In this paper, we describe a simple ratiometric method for improving the robustness and reproducibility of E-sensors, specifically, a new “ratiometric E-sensor”. As detailed below, we build on the basic Plaxco’s E-sensor approach, starting from their first “Signal-Off” strategy. We have done so because such E-sensors are reagentless and thus excellent candidates for the development of point-of-care diagnostics.[8,19,21] However, the inclusion of the two redox components uniquely addresses the shortcomings noted above, especially in relation to variations that arise from different DNA loading densities and nontarget-induced reagent degradation/dissociation. The ratiometric E-sensor we describe here is expected to be general and thus readily extrapolated to create a range of other oligonucleotide electrochemical DNA or aptamer-based biosensors that rely on the same or other conformational transduction principles.[3,22−25] Support for this contention comes from a demonstration that it may also be used effectively for “Signal-On” sensing.

Results and Discussion

The ratiometric method we describe here is based on the use of two electrochemical probes in parallel. In addition to the classic signal probe (MB) found in other E-sensors, we have included another redox probe, Fc, as a control. The design principle is that, during target-induced conformational transduction, only the distance between the signal probe (MB) and the electrode will be changed, while the relative distance between the control probe (Fc) and the electrode should remain constant. Therefore, the control probe is expected to serve as an internal control.

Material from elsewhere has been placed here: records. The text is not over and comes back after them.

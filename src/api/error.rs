use reqwest::StatusCode;
use thiserror::Error;

/// API-specific errors
#[derive(Error, Debug)]
pub enum ApiError {
    #[error("Not authorized: {0}")]
    Unauthorized(String),

    #[error("Resource not found: {0}")]
    NotFound(String),

    #[error("Bad request: {0}")]
    BadRequest(String),

    #[error("Server error: {0}")]
    ServerError(String),

    #[error("Unknown error: {0}")]
    Unknown(String),
}

impl ApiError {
    pub fn from_status(status: StatusCode, message: String) -> Self {
        let msg = if message.is_empty() {
            status.canonical_reason().unwrap_or("Unknown error").to_string()
        } else {
            message
        };

        match status {
            StatusCode::UNAUTHORIZED | StatusCode::FORBIDDEN => ApiError::Unauthorized(msg),
            StatusCode::NOT_FOUND => ApiError::NotFound(msg),
            StatusCode::BAD_REQUEST => ApiError::BadRequest(msg),
            status if status.is_server_error() => ApiError::ServerError(msg),
            status if status.is_client_error() => ApiError::BadRequest(msg),
            _ => ApiError::Unknown(msg),
        }
    }
}

#[cfg(test)]
mod tests {
    use super::*;

    #[test]
    fn test_status_mapping() {
        assert!(matches!(
            ApiError::from_status(StatusCode::NOT_FOUND, String::new()),
            ApiError::NotFound(msg) if msg == "Not Found"
        ));
        assert!(matches!(
            ApiError::from_status(StatusCode::FORBIDDEN, "nope".to_string()),
            ApiError::Unauthorized(_)
        ));
        assert!(matches!(
            ApiError::from_status(StatusCode::BAD_GATEWAY, "down".to_string()),
            ApiError::ServerError(_)
        ));
        assert!(matches!(
            ApiError::from_status(StatusCode::UNPROCESSABLE_ENTITY, "bad".to_string()),
            ApiError::BadRequest(_)
        ));
    }
}
use anyhow::Result;
use clap::Parser;
use std::fs::OpenOptions;
use std::sync::Mutex;
use tracing_subscriber::EnvFilter;

use coach_trainer::commands::Cli;
use coach_trainer::config::Config;

fn main() -> Result<()> {
    // Parse command line arguments
    let cli = Cli::parse();

    init_logging(cli.verbose, cli.is_interactive())?;

    // Initialize tokio runtime
    tokio::runtime::Builder::new_multi_thread()
        .enable_all()
        .build()?
        .block_on(async { cli.execute().await })
}

/// Log to stderr, or to the log file while the dashboard owns the terminal
fn init_logging(verbose: bool, interactive: bool) -> Result<()> {
    let filter = if verbose {
        EnvFilter::new("debug")
    } else {
        EnvFilter::try_from_default_env().unwrap_or_else(|_| EnvFilter::new("info"))
    };

    let builder = tracing_subscriber::fmt().with_env_filter(filter);

    if interactive {
        let path = Config::log_file()?;
        if let Some(dir) = path.parent() {
            std::fs::create_dir_all(dir)?;
        }
        let file = OpenOptions::new().create(true).append(true).open(&path)?;
        builder
            .with_ansi(false)
            .with_writer(Mutex::new(file))
            .init();
    } else {
        builder.with_writer(std::io::stderr).init();
    }

    Ok(())
}
// Library exports for integration tests

pub mod api;
pub mod commands;
pub mod config;
pub mod models;
pub mod storage;
pub mod ui;
pub mod view;
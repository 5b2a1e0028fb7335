use serde::{Deserialize, Serialize};

use super::{Client, Session};

/// Point-in-time data for the trainer's "today" view
#[derive(Debug, Clone, Default, PartialEq, Serialize, Deserialize)]
#[serde(rename_all = "camelCase")]
pub struct TodaySnapshot {
    #[serde(default)]
    pub profile: Option<TrainerProfile>,
    #[serde(default)]
    pub training_sessions: Vec<Session>,
    #[serde(default)]
    pub clients: Vec<Client>,
}

#[derive(Debug, Clone, PartialEq, Serialize, Deserialize)]
pub struct TrainerProfile {
    pub id: String,
    #[serde(default)]
    pub full_name: String,
}

impl TodaySnapshot {
    /// First name used in the greeting
    pub fn first_name(&self) -> &str {
        self.profile
            .as_ref()
            .and_then(|p| p.full_name.split_whitespace().next())
            .unwrap_or("Trainer")
    }

    pub fn session(&self, id: &str) -> Option<&Session> {
        self.training_sessions.iter().find(|s| s.id == id)
    }
}

#[cfg(test)]
mod tests {
    use super::*;

    #[test]
    fn test_first_name() {
        let mut snapshot = TodaySnapshot::default();
        assert_eq!(snapshot.first_name(), "Trainer");

        snapshot.profile = Some(TrainerProfile {
            id: "p1".to_string(),
            full_name: "Marta Gomez".to_string(),
        });
        assert_eq!(snapshot.first_name(), "Marta");

        snapshot.profile = Some(TrainerProfile {
            id: "p1".to_string(),
            full_name: "  ".to_string(),
        });
        assert_eq!(snapshot.first_name(), "Trainer");
    }

    #[test]
    fn test_snapshot_accepts_missing_lists() {
        let snapshot: TodaySnapshot = serde_json::from_str("{}").unwrap();
        assert!(snapshot.training_sessions.is_empty());
        assert!(snapshot.clients.is_empty());
    }
}
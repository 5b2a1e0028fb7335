use chrono::NaiveTime;

use crate::config::TimeFormat;
use crate::models::{Session, SessionStatus};

/// Today's sessions split by status, in source order
#[derive(Debug, Clone, Default)]
pub struct SessionBoard<'a> {
    pub upcoming: Vec<&'a Session>,
    pub completed: Vec<&'a Session>,
    /// Cancelled and no-show sessions
    pub other: Vec<&'a Session>,
}

impl<'a> SessionBoard<'a> {
    pub fn new(sessions: &'a [Session]) -> Self {
        let mut board = Self::default();

        for session in sessions {
            match session.status {
                SessionStatus::Scheduled => board.upcoming.push(session),
                SessionStatus::Completed => board.completed.push(session),
                SessionStatus::Cancelled | SessionStatus::NoShow => board.other.push(session),
            }
        }

        board
    }

    /// Partition, then order each list by start time
    pub fn sorted_by_time(sessions: &'a [Session]) -> Self {
        let mut board = Self::new(sessions);
        for list in [&mut board.upcoming, &mut board.completed, &mut board.other] {
            // Stable, unparseable times last
            list.sort_by_key(|s| match parse_time(&s.scheduled_time) {
                Some(time) => (false, time),
                None => (true, NaiveTime::MIN),
            });
        }
        board
    }

    pub fn total(&self) -> usize {
        self.upcoming.len() + self.completed.len() + self.other.len()
    }

    pub fn completed_count(&self) -> usize {
        self.completed.len()
    }

    /// Sessions not yet completed, cancelled ones included
    pub fn remaining(&self) -> usize {
        self.total() - self.completed_count()
    }

    /// `completed/total`
    pub fn progress_label(&self) -> String {
        format!("{}/{}", self.completed_count(), self.total())
    }

    /// Share of closed sessions that were completed, as a percentage
    pub fn completion_rate(&self) -> Option<u32> {
        let closed = self.completed.len() + self.other.len();
        if closed == 0 {
            return None;
        }
        let rate = self.completed.len() as f64 / closed as f64 * 100.0;
        Some(rate.round() as u32)
    }
}

/// Parse `HH:MM` or `HH:MM:SS`
pub fn parse_time(raw: &str) -> Option<NaiveTime> {
    let parts: Vec<&str> = raw.trim().split(':').collect();

    match parts.as_slice() {
        [hours, minutes] => NaiveTime::from_hms_opt(field(hours)?, field(minutes)?, 0),
        [hours, minutes, seconds] => {
            NaiveTime::from_hms_opt(field(hours)?, field(minutes)?, field(seconds)?)
        }
        _ => None,
    }
}

/// One or two ASCII digits, no sign
fn field(part: &str) -> Option<u32> {
    if part.is_empty() || part.len() > 2 || !part.bytes().all(|b| b.is_ascii_digit()) {
        return None;
    }
    part.parse().ok()
}

/// Display form of a session time; unparseable input is returned as-is
pub fn format_time(raw: &str, format: TimeFormat) -> String {
    match parse_time(raw) {
        Some(time) => match format {
            TimeFormat::TwelveHour => time.format("%-I:%M %p").to_string(),
            TimeFormat::TwentyFourHour => time.format("%H:%M").to_string(),
        },
        None => raw.to_string(),
    }
}

#[cfg(test)]
mod tests {
    use super::*;

    fn session(id: &str, time: &str, status: SessionStatus) -> Session {
        Session {
            id: id.to_string(),
            scheduled_time: time.to_string(),
            duration_minutes: 45,
            status,
            session_type: "Strength".to_string(),
            location: None,
            client: None,
        }
    }

    #[test]
    fn test_partition_preserves_source_order() {
        let sessions = vec![
            session("a", "15:00", SessionStatus::Scheduled),
            session("b", "08:00", SessionStatus::Completed),
            session("c", "09:00", SessionStatus::Scheduled),
            session("d", "10:00", SessionStatus::NoShow),
            session("e", "11:00", SessionStatus::Cancelled),
        ];

        let board = SessionBoard::new(&sessions);
        let ids = |list: &[&Session]| list.iter().map(|s| s.id.clone()).collect::<Vec<_>>();

        assert_eq!(ids(&board.upcoming), vec!["a", "c"]);
        assert_eq!(ids(&board.completed), vec!["b"]);
        assert_eq!(ids(&board.other), vec!["d", "e"]);
        assert_eq!(board.progress_label(), "1/5");
        assert_eq!(board.remaining(), 4);
    }

    #[test]
    fn test_sorted_by_time_is_opt_in() {
        let sessions = vec![
            session("late", "15:00", SessionStatus::Scheduled),
            session("broken", "soon", SessionStatus::Scheduled),
            session("early", "07:30:00", SessionStatus::Scheduled),
        ];

        let board = SessionBoard::sorted_by_time(&sessions);
        let ids: Vec<_> = board.upcoming.iter().map(|s| s.id.as_str()).collect();
        assert_eq!(ids, vec!["early", "late", "broken"]);
    }

    #[test]
    fn test_completion_rate() {
        let empty: Vec<Session> = Vec::new();
        assert_eq!(SessionBoard::new(&empty).completion_rate(), None);

        let sessions = vec![
            session("a", "08:00", SessionStatus::Completed),
            session("b", "09:00", SessionStatus::Completed),
            session("c", "10:00", SessionStatus::NoShow),
            session("d", "11:00", SessionStatus::Scheduled),
        ];
        assert_eq!(SessionBoard::new(&sessions).completion_rate(), Some(67));
    }

    #[test]
    fn test_format_time() {
        assert_eq!(format_time("14:05", TimeFormat::TwelveHour), "2:05 PM");
        assert_eq!(format_time("00:30", TimeFormat::TwelveHour), "12:30 AM");
        assert_eq!(format_time("12:00:00", TimeFormat::TwelveHour), "12:00 PM");
        assert_eq!(format_time("9:15", TimeFormat::TwentyFourHour), "09:15");
        assert_eq!(format_time("tbd", TimeFormat::TwelveHour), "tbd");
        assert_eq!(format_time("25:00", TimeFormat::TwelveHour), "25:00");
    }

    #[test]
    fn test_parse_time_rejects_malformed_input() {
        assert_eq!(parse_time("07:30:15"), NaiveTime::from_hms_opt(7, 30, 15));
        assert_eq!(parse_time(" 9:05 "), NaiveTime::from_hms_opt(9, 5, 0));

        for raw in ["10:30:zz:99", "10:30:zz", "+9:00", "9:-5", "10:30:75", "100:00", "10:", ":30", "1030"] {
            assert_eq!(parse_time(raw), None, "{} should not parse", raw);
        }
    }
}
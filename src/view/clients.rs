use crate::models::Client;

/// Search box state for the clients tab
#[derive(Debug, Clone, Default)]
pub struct ClientSearch {
    query: String,
    /// Keystrokes go to the query while active
    pub active: bool,
}

impl ClientSearch {
    pub fn query(&self) -> &str {
        &self.query
    }

    pub fn set_query(&mut self, query: impl Into<String>) {
        self.query = query.into();
    }

    pub fn push(&mut self, c: char) {
        self.query.push(c);
    }

    pub fn pop(&mut self) {
        self.query.pop();
    }

    pub fn clear(&mut self) {
        self.query.clear();
    }

    /// Clients whose name or email contains the query, ignoring case.
    /// A blank query keeps every client; order is preserved.
    pub fn apply<'a>(&self, clients: &'a [Client]) -> Vec<&'a Client> {
        filter_clients(clients, &self.query)
    }
}

pub fn filter_clients<'a>(clients: &'a [Client], query: &str) -> Vec<&'a Client> {
    let needle = query.trim().to_lowercase();
    if needle.is_empty() {
        return clients.iter().collect();
    }

    clients.iter().filter(|c| c.matches(&needle)).collect()
}

#[cfg(test)]
mod tests {
    use super::*;

    fn client(id: &str, name: &str, email: &str) -> Client {
        Client {
            id: id.to_string(),
            full_name: name.to_string(),
            email: email.to_string(),
            avatar: None,
            last_workout: None,
            streak: 0,
        }
    }

    fn names(clients: &[&Client]) -> Vec<String> {
        clients.iter().map(|c| c.full_name.clone()).collect()
    }

    #[test]
    fn test_search_actually_filters() {
        let clients = vec![
            client("1", "Ana", "ana@example.com"),
            client("2", "Beto", "beto@example.com"),
        ];

        let mut search = ClientSearch::default();
        search.set_query("ana");

        assert_eq!(names(&search.apply(&clients)), vec!["Ana"]);
    }

    #[test]
    fn test_search_matches_email_case_insensitive() {
        let clients = vec![
            client("1", "Ana", "ana@gym.io"),
            client("2", "Beto", "BETO@Studio.com"),
        ];

        assert_eq!(names(&filter_clients(&clients, "studio")), vec!["Beto"]);
        assert_eq!(names(&filter_clients(&clients, "  ANA ")), vec!["Ana"]);
        assert!(filter_clients(&clients, "zed").is_empty());
    }

    #[test]
    fn test_blank_query_keeps_all() {
        let clients = vec![client("1", "Ana", "a@x"), client("2", "Beto", "b@x")];
        assert_eq!(filter_clients(&clients, "   ").len(), 2);
    }

    #[test]
    fn test_editing_query() {
        let mut search = ClientSearch::default();
        search.push('b');
        search.push('e');
        search.pop();
        assert_eq!(search.query(), "b");
        search.clear();
        assert_eq!(search.query(), "");
    }
}
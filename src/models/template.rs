use chrono::{DateTime, Utc};
use serde::{Deserialize, Serialize};
use uuid::Uuid;

/// Reusable named collection of exercises with prescribed sets
#[derive(Debug, Clone, PartialEq, Serialize, Deserialize)]
#[serde(rename_all = "camelCase")]
pub struct WorkoutTemplate {
    pub id: String,
    pub name: String,
    #[serde(default)]
    pub description: Option<String>,
    pub category: String,
    /// Order is significant and preserved through storage
    #[serde(default)]
    pub exercises: Vec<TemplateExercise>,
    /// Planned duration in minutes
    pub duration: u32,
    #[serde(default)]
    pub is_public: bool,
    pub created_at: DateTime<Utc>,
    pub updated_at: DateTime<Utc>,
}

#[derive(Debug, Clone, PartialEq, Serialize, Deserialize)]
#[serde(rename_all = "camelCase")]
pub struct TemplateExercise {
    pub id: String,
    pub exercise: Exercise,
    #[serde(default)]
    pub sets: Vec<TargetSet>,
    #[serde(default)]
    pub notes: Option<String>,
}

#[derive(Debug, Clone, PartialEq, Serialize, Deserialize)]
#[serde(rename_all = "camelCase")]
pub struct Exercise {
    pub id: String,
    pub name: String,
    #[serde(default)]
    pub category: String,
    #[serde(default)]
    pub muscle_groups: Vec<String>,
}

/// Prescribed set; weight in kg, duration and rest in seconds
#[derive(Debug, Clone, Default, PartialEq, Serialize, Deserialize)]
#[serde(rename_all = "camelCase")]
pub struct TargetSet {
    #[serde(default)]
    pub reps: Option<u32>,
    #[serde(default)]
    pub weight: Option<f64>,
    #[serde(default)]
    pub duration: Option<u32>,
    #[serde(default)]
    pub rest_time: Option<u32>,
}

impl WorkoutTemplate {
    /// Create an empty template with generated ID and timestamps
    pub fn new(name: String, category: String, duration: u32) -> Self {
        let now = Utc::now();
        Self {
            id: Uuid::new_v4().to_string(),
            name,
            description: None,
            category,
            exercises: Vec::new(),
            duration,
            is_public: false,
            created_at: now,
            updated_at: now,
        }
    }

    pub fn exercise_count(&self) -> usize {
        self.exercises.len()
    }

    pub fn visibility(&self) -> &'static str {
        if self.is_public {
            "Public"
        } else {
            "Private"
        }
    }
}

impl TargetSet {
    /// One-line description, e.g. `10 reps @ 60kg for 30s • Rest 90s`
    pub fn describe(&self) -> String {
        let mut parts = Vec::new();

        if let Some(reps) = self.reps.filter(|r| *r > 0) {
            parts.push(format!("{} reps", reps));
        }
        if let Some(weight) = self.weight.filter(|w| *w > 0.0) {
            parts.push(format!("@ {}kg", weight));
        }
        if let Some(duration) = self.duration.filter(|d| *d > 0) {
            parts.push(format!("for {}s", duration));
        }

        let mut line = parts.join(" ");

        if let Some(rest) = self.rest_time.filter(|r| *r > 0) {
            if !line.is_empty() {
                line.push(' ');
            }
            line.push_str(&format!("• Rest {}s", rest));
        }

        line
    }
}

/// Format a duration in minutes as `45 min` or `1h 15m`
pub fn format_duration(minutes: u32) -> String {
    if minutes < 60 {
        return format!("{} min", minutes);
    }

    let hours = minutes / 60;
    let rest = minutes % 60;
    if rest == 0 {
        format!("{}h", hours)
    } else {
        format!("{}h {}m", hours, rest)
    }
}
use serde::{Deserialize, Serialize};

/// Coaching session scheduled for today
#[derive(Debug, Clone, PartialEq, Serialize, Deserialize)]
pub struct Session {
    pub id: String,
    /// Wall-clock start time, `HH:MM` (a trailing `:SS` is tolerated)
    pub scheduled_time: String,
    pub duration_minutes: u32,
    pub status: SessionStatus,
    #[serde(rename = "type")]
    pub session_type: String,
    #[serde(default)]
    pub location: Option<String>,
    #[serde(default)]
    pub client: Option<ClientRef>,
}

/// Lightweight reference to the client attending a session
#[derive(Debug, Clone, PartialEq, Serialize, Deserialize)]
pub struct ClientRef {
    pub id: String,
    #[serde(default)]
    pub full_name: String,
}

#[derive(Debug, Clone, Copy, PartialEq, Eq, Hash, Serialize, Deserialize)]
#[serde(rename_all = "snake_case")]
pub enum SessionStatus {
    Scheduled,
    Completed,
    Cancelled,
    NoShow,
}

impl Session {
    /// Client name shown in lists
    pub fn client_name(&self) -> &str {
        match &self.client {
            Some(client) if !client.full_name.trim().is_empty() => &client.full_name,
            _ => "Unknown Client",
        }
    }

    pub fn is_upcoming(&self) -> bool {
        self.status == SessionStatus::Scheduled
    }
}

impl SessionStatus {
    pub fn label(&self) -> &'static str {
        match self {
            SessionStatus::Scheduled => "Scheduled",
            SessionStatus::Completed => "Completed",
            SessionStatus::Cancelled => "Cancelled",
            SessionStatus::NoShow => "No Show",
        }
    }
}

impl std::fmt::Display for SessionStatus {
    fn fmt(&self, f: &mut std::fmt::Formatter<'_>) -> std::fmt::Result {
        write!(f, "{}", self.label())
    }
}

impl std::str::FromStr for SessionStatus {
    type Err = anyhow::Error;

    fn from_str(s: &str) -> Result<Self, Self::Err> {
        match s.to_lowercase().as_str() {
            "scheduled" => Ok(SessionStatus::Scheduled),
            "completed" => Ok(SessionStatus::Completed),
            "cancelled" => Ok(SessionStatus::Cancelled),
            "no_show" => Ok(SessionStatus::NoShow),
            _ => Err(anyhow::anyhow!("Invalid session status: {}", s)),
        }
    }
}

#[cfg(test)]
mod tests {
    use super::*;

    #[test]
    fn test_status_deserializes_snake_case() {
        let status: SessionStatus = serde_json::from_str("\"no_show\"").unwrap();
        assert_eq!(status, SessionStatus::NoShow);
        assert!(serde_json::from_str::<SessionStatus>("\"pending\"").is_err());
    }

    #[test]
    fn test_session_from_json() {
        let json = r#"{
            "id": "s1",
            "scheduled_time": "09:30",
            "duration_minutes": 60,
            "status": "scheduled",
            "type": "Strength",
            "client": { "id": "c1", "full_name": "Ana Silva" }
        }"#;

        let session: Session = serde_json::from_str(json).unwrap();
        assert_eq!(session.session_type, "Strength");
        assert_eq!(session.location, None);
        assert_eq!(session.client_name(), "Ana Silva");
        assert!(session.is_upcoming());
    }

    #[test]
    fn test_client_name_fallback() {
        let json = r#"{"id":"s2","scheduled_time":"10:00","duration_minutes":30,"status":"completed","type":"Cardio"}"#;
        let session: Session = serde_json::from_str(json).unwrap();
        assert_eq!(session.client_name(), "Unknown Client");
    }

    #[test]
    fn test_status_from_str() {
        assert_eq!("Cancelled".parse::<SessionStatus>().unwrap(), SessionStatus::Cancelled);
        assert!("later".parse::<SessionStatus>().is_err());
    }
}
use anyhow::{Context, Result};
use reqwest::Client;
use std::future::Future;
use std::path::PathBuf;
use std::time::Duration;

use crate::config::Config;
use crate::models::TodaySnapshot;

mod error;

pub use error::ApiError;

const TODAY_PATH: &str = "/api/v1/trainer/today";

/// Supplier of the trainer's "today" snapshot.
///
/// Each call is one request; refreshing re-runs the same fetch.
pub trait TodaySource {
    fn fetch_today(&self) -> impl Future<Output = Result<TodaySnapshot>>;
}

/// API client for the AI Coach backend
pub struct ApiClient {
    client: Client,
    base_url: String,
    token: String,
}

impl ApiClient {
    /// Create a new API client
    pub fn new(config: &Config) -> Result<Self> {
        let timeout = Duration::from_secs(config.api.timeout_seconds);

        if !config.has_token() {
            tracing::warn!("No api.token configured, requests will be unauthenticated");
        }

        let client = Client::builder()
            .timeout(timeout)
            .build()
            .context("Failed to create HTTP client")?;

        Ok(Self {
            client,
            base_url: config.api.base_url.trim_end_matches('/').to_string(),
            token: config.api.token.clone(),
        })
    }

    pub fn base_url(&self) -> &str {
        &self.base_url
    }
}

impl TodaySource for ApiClient {
    async fn fetch_today(&self) -> Result<TodaySnapshot> {
        let url = format!("{}{}", self.base_url, TODAY_PATH);

        tracing::debug!("Fetching today's trainer data from {}", url);

        let mut request = self.client.get(&url);
        if !self.token.is_empty() {
            request = request.bearer_auth(&self.token);
        }

        let response = request
            .send()
            .await
            .context("Failed to send today request")?;

        let status = response.status();

        if status.is_success() {
            let snapshot: TodaySnapshot = response
                .json()
                .await
                .context("Failed to parse today response")?;

            tracing::info!(
                "Loaded {} sessions and {} clients",
                snapshot.training_sessions.len(),
                snapshot.clients.len()
            );
            Ok(snapshot)
        } else {
            let error_text = response.text().await.unwrap_or_default();
            Err(ApiError::from_status(status, error_text).into())
        }
    }
}

/// Snapshot read from a JSON file, for offline use
pub struct SnapshotFile {
    path: PathBuf,
}

impl SnapshotFile {
    pub fn new(path: impl Into<PathBuf>) -> Self {
        Self { path: path.into() }
    }
}

impl TodaySource for SnapshotFile {
    async fn fetch_today(&self) -> Result<TodaySnapshot> {
        tracing::debug!("Reading snapshot from {:?}", self.path);

        let contents = tokio::fs::read_to_string(&self.path)
            .await
            .with_context(|| format!("Failed to read snapshot {}", self.path.display()))?;

        serde_json::from_str(&contents).context("Failed to parse snapshot file")
    }
}

/// The data source selected at startup
pub enum DataSource {
    Api(ApiClient),
    File(SnapshotFile),
}

impl DataSource {
    /// Use the snapshot file when given, the API otherwise
    pub fn from_config(config: &Config, snapshot: Option<PathBuf>) -> Result<Self> {
        match snapshot {
            Some(path) => Ok(DataSource::File(SnapshotFile::new(path))),
            None => Ok(DataSource::Api(ApiClient::new(config)?)),
        }
    }

    pub fn describe(&self) -> String {
        match self {
            DataSource::Api(client) => client.base_url().to_string(),
            DataSource::File(file) => file.path.display().to_string(),
        }
    }
}

impl TodaySource for DataSource {
    async fn fetch_today(&self) -> Result<TodaySnapshot> {
        match self {
            DataSource::Api(client) => client.fetch_today().await,
            DataSource::File(file) => file.fetch_today().await,
        }
    }
}

#[cfg(test)]
mod tests {
    use super::*;
    use std::io::Write;
    use tempfile::NamedTempFile;

    #[test]
    fn test_api_client_creation() {
        let config = Config::default();
        let client = ApiClient::new(&config);
        assert!(client.is_ok());
    }

    #[test]
    fn test_base_url_trailing_slash_trimmed() -> Result<()> {
        let mut config = Config::default();
        config.api.base_url = "http://coach.local/".to_string();
        let client = ApiClient::new(&config)?;
        assert_eq!(client.base_url(), "http://coach.local");
        Ok(())
    }

    #[tokio::test]
    async fn test_snapshot_file_source() -> Result<()> {
        let mut file = NamedTempFile::new()?;
        write!(
            file,
            r#"{{"profile":{{"id":"p1","full_name":"Rui Costa"}},"trainingSessions":[],"clients":[]}}"#
        )?;

        let source = DataSource::from_config(&Config::default(), Some(file.path().to_path_buf()))?;
        let snapshot = source.fetch_today().await?;
        assert_eq!(snapshot.first_name(), "Rui");

        Ok(())
    }

    #[tokio::test]
    async fn test_missing_snapshot_file_fails() {
        let source = SnapshotFile::new("/definitely/not/here.json");
        assert!(source.fetch_today().await.is_err());
    }
}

To demonstrate the utility of our ratiometric standardization, we designed a “Signal-Off” E-DNA sensor[6] similar to one reported previously by Plaxco and co-workers. However, in addition to adding a second redox component, we changed the target sequence so as to detect sequences present in the human T-lymphotropic virus type I gene (Target T).[26] As shown in Scheme 1, a 37-mer molecular beacon (Probe P) was immobilized on a hand-polished gold disk electrode via a 3′ thiol (Scheme 1A). Probe P was constructed by enzymatically ligation of an HS- and Fc-labeled oligonucleotide (HS-Fc-P) with a MB-labeled oligonucleotide (MB-P). HS-Fc-P was synthesized using a commercial 3′-thiol modifier solid phase column and a Fc-modified thymidine (T) phosphoramidite (compound 1) (Scheme 1B; see the Supporting Information for characterization and experimental details). MB-P was obtained from a commercial supplier.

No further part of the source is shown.